帯の下に巻くということは、帯よりも着物に密着するのですが、色の濃い帯揚げを巻いていると、着用時の汗で濡れる(湿る)ことによって、着物に帯揚げの色が移ってしまうことがあります。
濃い帯揚げの色は着物に色移りすることも
もちろん、帯揚げは飾るための布ですから、着物に合わせたりお好みに合わせたりで自由に選んでいただく物なのですが、濃い色に染まった帯揚げは、着物や帯に色移りをしてしまうこともあるということは、頭の片隅にでも覚えておいていただければと思います。

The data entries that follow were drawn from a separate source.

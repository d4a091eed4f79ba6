//! # Line Breaking
//!
//! Greedy line wrapping over UAX#14 break opportunities. Narrative fields in
//! inspection reports are plain paragraphs, so first-fit is all that's needed:
//! every line is filled with as many segments as fit, mandatory breaks
//! (newlines) always start a new line, and a single word wider than the
//! available width is split at character boundaries.

use unicode_linebreak::{linebreaks, BreakOpportunity};

use crate::font::FontContext;
use crate::style::TextStyle;

/// Wrapped text ready for drawing.
#[derive(Debug, Clone, PartialEq)]
pub struct WrappedText {
    pub lines: Vec<String>,
    pub line_height: f64,
}

impl WrappedText {
    pub fn height(&self) -> f64 {
        self.lines.len() as f64 * self.line_height
    }

    pub fn is_empty(&self) -> bool {
        self.lines.is_empty()
    }
}

pub struct TextLayout {
    fonts: FontContext,
}

impl Default for TextLayout {
    fn default() -> Self {
        Self::new()
    }
}

impl TextLayout {
    pub fn new() -> Self {
        Self {
            fonts: FontContext::new(),
        }
    }

    pub fn measure(&self, text: &str, style: &TextStyle) -> f64 {
        self.fonts
            .measure_string(text, style.font_family, style.bold, style.font_size)
    }

    /// Wrap `text` into lines no wider than `max_width`.
    ///
    /// Empty or whitespace-only input yields no lines. Blank lines inside the
    /// text (paragraph separators) are kept as empty strings.
    pub fn wrap(&self, text: &str, style: &TextStyle, max_width: f64) -> WrappedText {
        let line_height = style.line_height();
        let text = text.trim_end();
        if text.trim().is_empty() {
            return WrappedText {
                lines: Vec::new(),
                line_height,
            };
        }

        let mut lines = Vec::new();
        let mut current = String::new();
        let mut start = 0;

        for (offset, opportunity) in linebreaks(text) {
            let segment = &text[start..offset];
            start = offset;

            let mandatory = opportunity == BreakOpportunity::Mandatory;
            let segment = if mandatory {
                segment.trim_end_matches(['\n', '\r'])
            } else {
                segment
            };

            let candidate_width = self.measure(current.trim_end(), style)
                + self.measure(segment.trim_end(), style)
                + if current.is_empty() {
                    0.0
                } else {
                    self.trailing_space_width(&current, style)
                };

            if candidate_width > max_width && !current.is_empty() {
                lines.push(current.trim_end().to_string());
                current.clear();
            }

            if current.is_empty() && self.measure(segment.trim_end(), style) > max_width {
                let mut pieces = self.split_long_word(segment, style, max_width);
                if let Some(last) = pieces.pop() {
                    lines.extend(pieces);
                    current = last;
                }
            } else {
                current.push_str(segment);
            }

            if mandatory {
                lines.push(current.trim_end().to_string());
                current.clear();
            }
        }

        if !current.trim().is_empty() {
            lines.push(current.trim_end().to_string());
        }

        WrappedText { lines, line_height }
    }

    fn trailing_space_width(&self, current: &str, style: &TextStyle) -> f64 {
        let trimmed = current.trim_end();
        self.measure(&current[trimmed.len()..], style)
    }

    fn split_long_word(&self, word: &str, style: &TextStyle, max_width: f64) -> Vec<String> {
        let mut pieces = Vec::new();
        let mut piece = String::new();
        let mut width = 0.0;
        for ch in word.chars() {
            let w = self
                .fonts
                .char_width(ch, style.font_family, style.bold, style.font_size);
            if width + w > max_width && !piece.is_empty() {
                pieces.push(std::mem::take(&mut piece));
                width = 0.0;
            }
            piece.push(ch);
            width += w;
        }
        pieces.push(piece);
        pieces
    }

    /// Shorten `text` with an ellipsis so it fits `max_width` on one line.
    pub fn truncate(&self, text: &str, style: &TextStyle, max_width: f64) -> String {
        if self.measure(text, style) <= max_width {
            return text.to_string();
        }
        let ellipsis = "...";
        let budget = max_width - self.measure(ellipsis, style);
        let mut out = String::new();
        let mut width = 0.0;
        for ch in text.chars() {
            let w = self
                .fonts
                .char_width(ch, style.font_family, style.bold, style.font_size);
            if width + w > budget {
                break;
            }
            out.push(ch);
            width += w;
        }
        out.truncate(out.trim_end().len());
        out.push_str(ellipsis);
        out
    }
}

#[cfg(test)]
mod tests {
    use super::*;

    fn style() -> TextStyle {
        TextStyle::default()
    }

    #[test]
    fn test_short_text_single_line() {
        let wrapped = TextLayout::new().wrap("Revize elektroinstalace", &style(), 500.0);
        assert_eq!(wrapped.lines, vec!["Revize elektroinstalace"]);
    }

    #[test]
    fn test_wraps_at_word_boundaries() {
        let layout = TextLayout::new();
        let text = "Kontrola stavu rozvaděčů a měření izolačních odporů všech okruhů";
        let wrapped = layout.wrap(text, &style(), 120.0);
        assert!(wrapped.lines.len() > 1);
        for line in &wrapped.lines {
            assert!(layout.measure(line, &style()) <= 120.0, "line too wide: {line}");
            assert!(!line.ends_with(' '));
        }
        assert_eq!(wrapped.lines.join(" "), text);
    }

    #[test]
    fn test_newlines_are_mandatory_breaks() {
        let wrapped = TextLayout::new().wrap("první\n\ntřetí", &style(), 500.0);
        assert_eq!(wrapped.lines, vec!["první", "", "třetí"]);
    }

    #[test]
    fn test_empty_text_has_no_lines() {
        let wrapped = TextLayout::new().wrap("   \n ", &style(), 100.0);
        assert!(wrapped.is_empty());
        assert_eq!(wrapped.height(), 0.0);
    }

    #[test]
    fn test_long_word_is_split() {
        let layout = TextLayout::new();
        let wrapped = layout.wrap(&"X".repeat(60), &style(), 50.0);
        assert!(wrapped.lines.len() > 1);
        for line in &wrapped.lines {
            assert!(layout.measure(line, &style()) <= 50.0);
        }
    }

    #[test]
    fn test_truncate() {
        let layout = TextLayout::new();
        let out = layout.truncate("Velmi dlouhý název rozvaděče", &style(), 60.0);
        assert!(out.ends_with("..."));
        assert!(layout.measure(&out, &style()) <= 60.0);
        assert_eq!(layout.truncate("RH", &style(), 60.0), "RH");
    }
}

真っ赤な帯揚げから、着物にかなり濃く赤色が色移りしています。
色移りのシミは、薄っすらと付いたものは比較的落ちやすいのですが、濃く色移りしたシミはかなり落ちにくいシミになっていることが多く、染み抜きの難易度としては高くなります。
薄い地色なら、地色ごと抜く方法も
今回のお品物のように、着物の地色が薄い色目の場合は、色移りのシミごと地色も一緒に抜いてから、抜けた地色の部分を色修正で直す方法が使えるのですが、ある程度濃い色目のお着物の場合、地の色が抜けると色修正で元に戻すがかなり難しくなるので、染み抜き方法も着物の色目によって変える必要があります。
今回付いていた色移りのシミはかなり頑固なシミで、地色も一緒に抜く必要がありましたので、色移りのシミを抜いてから、染色補正で元に戻しました。
かなり難易度が高い染み抜きでしたが、何とかご着用に支障のない状態に直せたかと思います。
【参考価格】画像部分のシミの染み抜き 10,000円程度(税別)
(※注※染み抜きは生地の素材・色合い、シミの濃さなどによって金額が変わってきます。あくまで一例の参考価格としてお考えください。クリーニングその他加工は別途料金がかかります。)